In his first film in Germany, “Children, Mothers, and a General,” (1955) about German families who objected when their sons were sent to fight on the Russian front, Schell played a Nazi deserter. He followed this the same year with a small role as a conspirator in the German movie “The Plot to Assassinate Hitler.” His first break in Hollywood was also as a Nazi soldier in 1958’s “The Young Lions,” based on a novel by Irwin Shaw (born Irwin Gilbert Shamforoff). The original 1959 TV production of “Judgment at Nuremberg,” written by Abby Mann (born Abraham Goodman) was an American launching pad for Schell. In Vittorio De Sica’s “The Condemned of Altona” (1962), Schell played a deranged Nazi war criminal whose family allows him to think the war is still on years after Germany lost.
This eternalizing of the Second World War partly summarized Schell’s developing career. In 1967’s “Counterpoint,” Schell played a music-loving Nazi general who forces a conductor to perform symphonies for him. Small wonder that when Schell began to direct films, he chose the subject of “The Pedestrian” (1973) the trial of an old German war criminal. The following year he played a never-prosecuted Nazi SS captain in “The Odessa File.” “The Man in the Glass Booth” (1975) offered a more ambiguous role for Schell as Arthur Goldman, a rich Jewish industrialist who may or may not really be a Nazi war criminal.
This film marked a turning point in Schell’s usual typecasting as Nazis, whether proud or rebellious ones. In 1977, after two more performances as Nazis in “Cross of Iron” and “A Bridge Too Far,” he was nominated for an Oscar in the small role of an anti-Nazi activist in Fred Zinnemann’s “Julia.” From there it was only a short step to playing a Jew, this time an unambiguous one, as the heroine’s father in a 1980 TV version of “The Diary of Anne Frank,” directed by the Ukrainian Jewish filmmaker Boris Sagal. The following year, Schell was Professor David Malter, an Orthodox Jew, in the Hollywood adaptation of Chaim Potok’s “The Chosen.”
By then Schell was clearly the go-to Aryan for playing sympathetic Jewish parts, a new form of typecasting for him which he repeated in the US/German co-production “The Rose Garden” (1989), based on a true story. In it, Schell played a concentration-camp survivor who attacks the camp’s former commandant after seeing him at an airport. The continuing sub-theme of Nazis getting away scot-free originated in Schell’s career in “Judgment at Nuremberg,” when he slyly (and accurately) informed Spencer Tracy that all the war criminals who received life sentences will surely be out of jail five years later.

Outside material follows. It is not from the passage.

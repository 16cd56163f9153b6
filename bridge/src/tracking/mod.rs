//! Head and gaze tracking helpers.

pub mod smoother;

pub use smoother::DataSmoother;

This lack of satisfactory resolution may explain Schell’s resurfacing as Mordecai Weiss, another concentration camp survivor, in “Miss Rose White” a 1992 TV adaptation of Barbara Lebow’s 1985 play, “A Shayna Maidel.” And as Arkady Shapira, the unlikely patriarch of a murderous Russian Jewish mafia family in “Little Odessa” (1994). And as yet another Jewish patriarch, Mr. Silberschmidt, in Jeroen Krabbé’s “Left Luggage” (1998). Schell’s determination to keep playing such roles was matched by the film industries’ continuing insistence on seeing him as ideal casting for them. Perhaps the apotheosis of these lovable, if sometimes unlikely, Jewish parts was reached when Schell was cast as Albert Einstein in the German TV series “Giants” (Giganten).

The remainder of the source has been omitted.